# Anyone got a Smart Car



## Pudsey_Bear (Sep 25, 2008)

Pandemonium  you couldn't make it up.


----------



## peribro (Sep 6, 2009)

You've got to wonder what drugs the owner of the Smart car is on if she didn't realise it was sticking out beyond the parking bay. I hope not all Smart Car owners are like that!


----------



## Ian_n_Suzy (Feb 15, 2009)

> You've got to wonder what drugs the owner of the Smart car is on if she didn't realise it was sticking out beyond the parking bay. I hope not all Smart Car owners are like that!


She was off her head on Smarties :?


----------



## Pudsey_Bear (Sep 25, 2008)

Ont news it said that few towns don't have a problem with them parking like that, but cyclists have a genuine beef about it, well, the ones not riding on the pavement that is :wink:


----------



## icer (Dec 11, 2006)

On same page you can see that she won her case that took a year to fight.
this is what the adjudicator said.

The adjudicator ruled that while drivers must park within marked bays in pay-and-display and permit-controlled areas, this was not enforceable in limited waiting spaces on the highway. 

Ian


----------



## Zebedee (Oct 3, 2007)

> icer said:- The adjudicator ruled that while drivers must park within marked bays in pay-and-display and permit-controlled areas, this was not enforceable in limited waiting spaces on the highway.


It was when I parked in Stratford, well within the white line parallel to the pavement, but with my wheels 10" over the line marking the end of the parking bays!

I could have stayed within the bay, but being the end one I allowed a bit more room for the next car to get out. When I challenged the ticket I was told that it doesn't matter how far the bodywork overhangs the line, it's where the wheels are that counts.

_(Does that mean I can block half the road with the van, so long as the wheels are inside the lines!! How bloody stupid is that!!)_

Either way the daft bat with the Smart car was clearly in the wrong!

Dave


----------



## peribro (Sep 6, 2009)

The police should have done her for obstructing the highway. Even better, towed the car away!


----------



## emjaiuk (Jun 3, 2005)

Zebedee said:


> > icer said:- The adjudicator ruled that while drivers must park within marked bays in pay-and-display and permit-controlled areas, this was not enforceable in limited waiting spaces on the highway.
> 
> 
> It was when I parked in Stratford, well within the white line parallel to the pavement, but with my wheels 10" over the line marking the end of the parking bays!
> ...


Do you truly not see the difference between parking on what I assume was a no parking zone, ie your rear wheels, and parking in a street bay which possibly may be too narrow for its purpose?
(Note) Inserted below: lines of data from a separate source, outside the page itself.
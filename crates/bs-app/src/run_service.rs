//! Run execution service.

use std::time::Instant;

use bs_project::{DropDef, InitMode, IntegratorKind, SimConfig, SourceDef};
use bs_sim::{
    BoostPlant, DriverOptions, IntegratorType, Parasitics, PlantParams, PlantState,
    PropagateOptions, SimProgress, Trajectory, VinSource, operating_point, steady_state_ic,
    step_at,
};
use tracing::{debug, info};

use crate::error::{AppError, AppResult};
use crate::summary::TrajectorySummary;

/// Response from a run execution.
#[derive(Debug, Clone)]
pub struct RunResponse {
    pub initial_state: PlantState,
    pub trajectory: Trajectory,
    pub summary: TrajectorySummary,
    pub elapsed_wall_s: f64,
}

/// Input voltage profile described by the `source` section.
pub fn build_source(source: &SourceDef) -> VinSource {
    match &source.drop {
        None => VinSource::constant(source.vin_v),
        Some(DropDef {
            level_v,
            t_drop_s,
            t_recover_s,
        }) => {
            let profile = step_at(*t_drop_s, source.vin_v, *level_v);
            match t_recover_s {
                Some(t) => profile.with_recovery(*t).into(),
                None => profile.into(),
            }
        }
    }
}

pub fn build_params(config: &SimConfig) -> AppResult<PlantParams> {
    bs_project::validate_config(config)?;
    let plant = &config.plant;
    let par = &plant.parasitics;
    let parasitics = Parasitics::new(par.rl_ohm, par.rds_ohm, par.vf_v, par.rf_ohm)?;
    let params = PlantParams::new(
        plant.inductance_h,
        plant.capacitance_f,
        build_source(&config.source),
        plant.load_ohm,
    )?
    .with_duty_limits(plant.d_min, plant.d_max)?
    .with_parasitics(parasitics)
    .with_non_ideal(plant.non_ideal);
    Ok(params)
}

pub fn propagate_options(config: &SimConfig) -> PropagateOptions {
    PropagateOptions {
        integrator: match config.run.integrator {
            IntegratorKind::Rk4 => IntegratorType::RK4,
            IntegratorKind::Euler => IntegratorType::ForwardEuler,
        },
        substeps: config.run.substeps,
    }
}

/// Build the plant and place it in the configured initial state.
pub fn build_plant(config: &SimConfig) -> AppResult<BoostPlant> {
    let params = build_params(config)?;
    let x0 = initial_state(config.run.init, &params, config.run.duty)?;
    let mut plant = BoostPlant::with_options(params, propagate_options(config))?;
    plant.reset(x0)?;
    Ok(plant)
}

/// Initial `(iL, vo)` for a plant built from `params`.
///
/// `Equilibrium` uses the ideal operating point at the source's baseline
/// input and the commanded (unsaturated) duty, regardless of `non_ideal`.
/// A source without a baseline value cannot seed an equilibrium start.
pub fn initial_state(init: InitMode, params: &PlantParams, duty: f64) -> AppResult<PlantState> {
    match init {
        InitMode::Zero => Ok(PlantState::default()),
        InitMode::Equilibrium => {
            let vin = params.vin().baseline().ok_or_else(|| {
                AppError::InvalidInput(
                    "equilibrium start needs an input source with a baseline value".to_string(),
                )
            })?;
            Ok(steady_state_ic(vin, params.load_ohm(), duty).into())
        }
    }
}

/// Execute the open-loop run a config describes.
pub fn run(config: &SimConfig) -> AppResult<RunResponse> {
    run_with_progress(config, |_| {})
}

/// Same as [`run`], forwarding per-tick progress to `on_step`.
pub fn run_with_progress<F>(config: &SimConfig, mut on_step: F) -> AppResult<RunResponse>
where
    F: FnMut(&SimProgress),
{
    let started = Instant::now();
    let mut plant = build_plant(config)?;
    let initial_state = plant.state();
    let opts = DriverOptions::new(config.run.ts_s, config.run.duration_s)?;
    info!(
        duty = config.run.duty,
        init = ?config.run.init,
        non_ideal = config.plant.non_ideal,
        time_varying_input = plant.params().vin().is_time_varying(),
        n_steps = opts.n_steps(),
        "running open loop"
    );

    let report_every = (opts.n_steps() / 10).max(1);
    let trajectory = bs_sim::run_with_progress(
        &mut plant,
        bs_controls::ConstantDuty(config.run.duty),
        &opts,
        |p| {
            if p.step % report_every == 0 {
                debug!(
                    percent = 100.0 * p.fraction_complete(),
                    t = p.t,
                    "progress"
                );
            }
            on_step(p);
        },
    )?;

    let summary = TrajectorySummary::from_trajectory(&trajectory)
        .ok_or_else(|| AppError::InvalidInput("run produced no samples".to_string()))?;
    let elapsed_wall_s = started.elapsed().as_secs_f64();
    info!(
        final_vo = summary.final_vo,
        final_il = summary.final_il,
        elapsed_wall_s,
        "run finished"
    );

    Ok(RunResponse {
        initial_state,
        trajectory,
        summary,
        elapsed_wall_s,
    })
}

/// Operating points for a given input, load and duty.
#[derive(Debug, Clone, Copy, PartialEq)]
pub struct EquilibriumReport {
    /// Duty after saturation, used for the loss-aware point
    pub duty_applied: f64,
    /// Lossless converter at the requested duty
    pub ideal: PlantState,
    /// Configured converter at the saturated duty; parasitics count only
    /// when `non_ideal` is set
    pub lossy: PlantState,
}

/// Compute operating points using the plant section of `config` for
/// everything except input, load and duty.
pub fn equilibrium(
    config: &SimConfig,
    vin: f64,
    load_ohm: f64,
    duty: f64,
) -> AppResult<EquilibriumReport> {
    if !vin.is_finite() {
        return Err(AppError::InvalidInput(format!(
            "vin must be finite, got {vin}"
        )));
    }
    if !(duty.is_finite() && load_ohm.is_finite() && load_ohm > 0.0) {
        return Err(AppError::InvalidInput(format!(
            "need finite duty and positive load, got duty={duty} R={load_ohm}"
        )));
    }

    let mut config = config.clone();
    config.source = SourceDef {
        vin_v: vin,
        drop: None,
    };
    config.plant.load_ohm = load_ohm;
    let params = build_params(&config)?;

    let duty_applied = params.duty_limits().clamp(duty);
    Ok(EquilibriumReport {
        duty_applied,
        ideal: steady_state_ic(vin, load_ohm, duty).into(),
        lossy: operating_point(&params, vin, duty_applied),
    })
}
Some years ago Camden reduced the width of a lot of their parking bays, nominally to improve traffic flow, and then proceeded to ticket all cars which wouldn't fit in width wise. Eventually they were forced to back down

IMHO it shows civic responsibility to take up the least possible space when parking, unlike a lot of drivers.

Malcolm


----------



## Zebedee (Oct 3, 2007)

> emjaiuk said:- Do you truly not see the difference between parking on what I assume was a no parking zone, ie your rear wheels, and parking in a street bay which possibly may be too narrow for its purpose? Malcolm


Of course I do Malcolm. Maybe I didn't explain very clearly. 

The point I tried to make is that either way one looks at it, the woman with the Smart car was in the wrong. Her wheels were well over the line, so she was in the wrong there.

Secondly, her car was projecting into the traffic flow and creating an obvious hazard.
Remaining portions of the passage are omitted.